* **Directions for this task**: If a line in the data holds the string "TooManyColumns", list it.

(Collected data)
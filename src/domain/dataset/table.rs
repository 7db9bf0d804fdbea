//! The in-memory dataset and its capacity rules.

use serde::{Deserialize, Serialize};
use std::collections::HashSet;
use thiserror::Error;

use super::column::{CellValue, Column, ColumnKind};
use crate::domain::report::{fmt2, fmt_opt, Table};
use crate::domain::stats;

/// Errors raised while building or querying a dataset.
#[derive(Debug, Clone, PartialEq, Error)]
pub enum DatasetError {
    #[error("Column {position} has an empty header")]
    EmptyHeader { position: usize },

    #[error("Duplicate column header '{0}'")]
    DuplicateHeader(String),

    #[error("Column '{column}' has {actual} rows, expected {expected}")]
    RaggedColumns {
        column: String,
        expected: usize,
        actual: usize,
    },

    #[error("Too many rows. Maximum {limit}, got {actual}")]
    TooManyRows { limit: usize, actual: usize },

    #[error("Too many columns. Maximum {limit}, got {actual}")]
    TooManyColumns { limit: usize, actual: usize },

    #[error("Column '{0}' not found")]
    ColumnNotFound(String),

    #[error("Column '{column}' is {actual}, expected {expected}")]
    WrongColumnKind {
        column: String,
        expected: ColumnKind,
        actual: ColumnKind,
    },
}

impl DatasetError {
    pub fn is_capacity(&self) -> bool {
        matches!(
            self,
            DatasetError::TooManyRows { .. } | DatasetError::TooManyColumns { .. }
        )
    }
}

/// Row and column caps enforced after parsing and before every analysis.
#[derive(Debug, Clone, Copy, PartialEq, Eq, Serialize, Deserialize)]
pub struct CapacityLimits {
    pub max_rows: usize,
    pub max_columns: usize,
}

impl CapacityLimits {
    pub const DEFAULT_MAX_ROWS: usize = 10_000;
    pub const DEFAULT_MAX_COLUMNS: usize = 20;

    pub fn new(max_rows: usize, max_columns: usize) -> Self {
        Self {
            max_rows,
            max_columns,
        }
    }

    /// Columns are checked before rows.
    pub fn check(&self, dataset: &Dataset) -> Result<(), DatasetError> {
        if dataset.column_count() > self.max_columns {
            return Err(DatasetError::TooManyColumns {
                limit: self.max_columns,
                actual: dataset.column_count(),
            });
        }
        if dataset.row_count() > self.max_rows {
            return Err(DatasetError::TooManyRows {
                limit: self.max_rows,
                actual: dataset.row_count(),
            });
        }
        Ok(())
    }
}

impl Default for CapacityLimits {
    fn default() -> Self {
        Self::new(Self::DEFAULT_MAX_ROWS, Self::DEFAULT_MAX_COLUMNS)
    }
}

/// Shape summary shown after upload.
#[derive(Debug, Clone, PartialEq, Serialize)]
pub struct DatasetInfo {
    pub rows: usize,
    pub columns: usize,
    pub distinct_kinds: usize,
}

/// Descriptive statistics for one numeric column.
#[derive(Debug, Clone, PartialEq)]
pub struct ColumnSummary {
    pub column: String,
    pub count: usize,
    pub mean: f64,
    pub std: Option<f64>,
    pub min: f64,
    pub q25: f64,
    pub q50: f64,
    pub q75: f64,
    pub max: f64,
}

/// Rows × named typed columns owned by one session.
#[derive(Debug, Clone, PartialEq, Serialize, Deserialize)]
pub struct Dataset {
    source_name: String,
    columns: Vec<Column>,
    row_count: usize,
}

impl Dataset {
    /// Builds a dataset, rejecting empty or duplicate headers and ragged columns.
    pub fn new(source_name: impl Into<String>, columns: Vec<Column>) -> Result<Self, DatasetError> {
        let row_count = columns.first().map_or(0, Column::len);
        let mut seen = HashSet::new();
        for (position, column) in columns.iter().enumerate() {
            if column.name.trim().is_empty() {
                return Err(DatasetError::EmptyHeader {
                    position: position + 1,
                });
            }
            if !seen.insert(column.name.as_str()) {
                return Err(DatasetError::DuplicateHeader(column.name.clone()));
            }
            if column.len() != row_count {
                return Err(DatasetError::RaggedColumns {
                    column: column.name.clone(),
                    expected: row_count,
                    actual: column.len(),
                });
            }
        }
        Ok(Self {
            source_name: source_name.into(),
            columns,
            row_count,
        })
    }

    pub fn source_name(&self) -> &str {
        &self.source_name
    }

    pub fn row_count(&self) -> usize {
        self.row_count
    }

    pub fn column_count(&self) -> usize {
        self.columns.len()
    }

    pub fn columns(&self) -> &[Column] {
        &self.columns
    }

    pub fn column_names(&self) -> Vec<String> {
        self.columns.iter().map(|c| c.name.clone()).collect()
    }

    /// Names of columns of the given kind, in dataset order.
    pub fn names_of_kind(&self, kind: ColumnKind) -> Vec<String> {
        self.columns
            .iter()
            .filter(|c| c.kind == kind)
            .map(|c| c.name.clone())
            .collect()
    }

    pub fn numeric_names(&self) -> Vec<String> {
        self.names_of_kind(ColumnKind::Numeric)
    }

    pub fn column(&self, name: &str) -> Result<&Column, DatasetError> {
        self.columns
            .iter()
            .find(|c| c.name == name)
            .ok_or_else(|| DatasetError::ColumnNotFound(name.to_string()))
    }

    /// Looks up a column and requires it to be numeric.
    pub fn numeric_column(&self, name: &str) -> Result<&Column, DatasetError> {
        let column = self.column(name)?;
        if column.kind != ColumnKind::Numeric {
            return Err(DatasetError::WrongColumnKind {
                column: name.to_string(),
                expected: ColumnKind::Numeric,
                actual: column.kind,
            });
        }
        Ok(column)
    }

    /// Rebuilds from columns derived from a valid dataset, headers unchanged.
    pub(crate) fn derived(source_name: String, columns: Vec<Column>) -> Self {
        let row_count = columns.first().map_or(0, Column::len);
        Self {
            source_name,
            columns,
            row_count,
        }
    }

    pub(crate) fn into_columns(self) -> (String, Vec<Column>) {
        (self.source_name, self.columns)
    }

    /// Cell at `row` in every column.
    pub fn row(&self, row: usize) -> Vec<&CellValue> {
        self.columns.iter().filter_map(|c| c.values.get(row)).collect()
    }

    pub fn preview(&self, rows: usize) -> Table {
        let mut table = Table::with_headers("Preview", self.column_names());
        for i in 0..rows.min(self.row_count) {
            table.push_row(self.row(i).into_iter().map(ToString::to_string).collect());
        }
        table
    }

    pub fn info(&self) -> DatasetInfo {
        let kinds: HashSet<ColumnKind> = self.columns.iter().map(|c| c.kind).collect();
        DatasetInfo {
            rows: self.row_count,
            columns: self.columns.len(),
            distinct_kinds: kinds.len(),
        }
    }

    /// Column names and their inferred types.
    pub fn schema_table(&self) -> Table {
        let mut table = Table::new("Columns", &["Column", "Type", "Missing"]);
        for column in &self.columns {
            table.push_row(vec![
                column.name.clone(),
                column.kind.to_string(),
                column.missing_count().to_string(),
            ]);
        }
        table
    }

    /// Descriptive statistics for every numeric column with at least one value.
    pub fn describe(&self) -> Vec<ColumnSummary> {
        self.columns
            .iter()
            .filter(|c| c.is_numeric())
            .filter_map(|c| {
                let data = c.numbers();
                Some(ColumnSummary {
                    column: c.name.clone(),
                    count: data.len(),
                    mean: stats::mean(&data)?,
                    std: stats::std_dev(&data),
                    min: stats::min(&data)?,
                    q25: stats::quantile(&data, 0.25)?,
                    q50: stats::quantile(&data, 0.5)?,
                    q75: stats::quantile(&data, 0.75)?,
                    max: stats::max(&data)?,
                })
            })
            .collect()
    }

    pub fn describe_table(&self) -> Table {
        let mut table = Table::new(
            "Descriptive statistics",
            &["Column", "count", "mean", "std", "min", "25%", "50%", "75%", "max"],
        );
        for s in self.describe() {
            table.push_row(vec![
                s.column,
                s.count.to_string(),
                fmt2(s.mean),
                fmt_opt(s.std),
                fmt2(s.min),
                fmt2(s.q25),
                fmt2(s.q50),
                fmt2(s.q75),
                fmt2(s.max),
            ]);
        }
        table
    }
}

#[cfg(test)]
mod tests {
    use super::*;

    fn sample() -> Dataset {
        Dataset::new(
            "defects.csv",
            vec![
                Column::categorical("Defecto", vec![Some("A"), Some("B"), None, Some("A")]),
                Column::numeric("Cantidad", vec![Some(1.0), Some(2.0), Some(3.0), Some(4.0)]),
            ],
        )
        .unwrap()
    }

    #[test]
    fn new_rejects_duplicate_headers() {
        let result = Dataset::new(
            "x",
            vec![
                Column::numeric("a", vec![Some(1.0)]),
                Column::numeric("a", vec![Some(2.0)]),
            ],
        );
        assert_eq!(result, Err(DatasetError::DuplicateHeader("a".to_string())));
    }

    #[test]
    fn new_rejects_empty_header_and_ragged_columns() {
        assert!(matches!(
            Dataset::new("x", vec![Column::numeric(" ", vec![Some(1.0)])]),
            Err(DatasetError::EmptyHeader { position: 1 })
        ));
        assert!(matches!(
            Dataset::new(
                "x",
                vec![
                    Column::numeric("a", vec![Some(1.0)]),
                    Column::numeric("b", vec![Some(1.0), None]),
                ]
            ),
            Err(DatasetError::RaggedColumns { .. })
        ));
    }

    #[test]
    fn capacity_check_blocks_oversized_datasets() {
        let ds = sample();
        assert!(CapacityLimits::default().check(&ds).is_ok());
        let err = CapacityLimits::new(3, 20).check(&ds).unwrap_err();
        assert!(err.is_capacity());
        assert!(matches!(
            CapacityLimits::new(100, 1).check(&ds),
            Err(DatasetError::TooManyColumns { limit: 1, actual: 2 })
        ));
    }

    #[test]
    fn numeric_column_rejects_categorical() {
        let ds = sample();
        assert!(ds.numeric_column("Cantidad").is_ok());
        assert!(matches!(
            ds.numeric_column("Defecto"),
            Err(DatasetError::WrongColumnKind { .. })
        ));
        assert!(matches!(
            ds.column("Nope"),
            Err(DatasetError::ColumnNotFound(_))
        ));
    }

    #[test]
    fn preview_is_capped_by_row_count() {
        let table = sample().preview(10);
        assert_eq!(table.rows.len(), 4);
        assert_eq!(table.rows[2], vec!["".to_string(), "3".to_string()]);
    }

    #[test]
    fn info_counts_distinct_kinds() {
        let info = sample().info();
        assert_eq!(info.rows, 4);
        assert_eq!(info.columns, 2);
        assert_eq!(info.distinct_kinds, 2);
    }

    #[test]
    fn describe_reports_quartiles() {
        let summary = sample().describe();
        assert_eq!(summary.len(), 1);
        let s = &summary[0];
        assert_eq!(s.count, 4);
        assert!((s.q25 - 1.75).abs() < 1e-9);
        assert!((s.q75 - 3.25).abs() < 1e-9);
    }
}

* **Task answer**:
    TooManyColumns { limit: usize, actual: usize },
            DatasetError::TooManyRows { .. } | DatasetError::TooManyColumns { .. }
            return Err(DatasetError::TooManyColumns {
            Err(DatasetError::TooManyColumns { limit: 1, actual: 2 })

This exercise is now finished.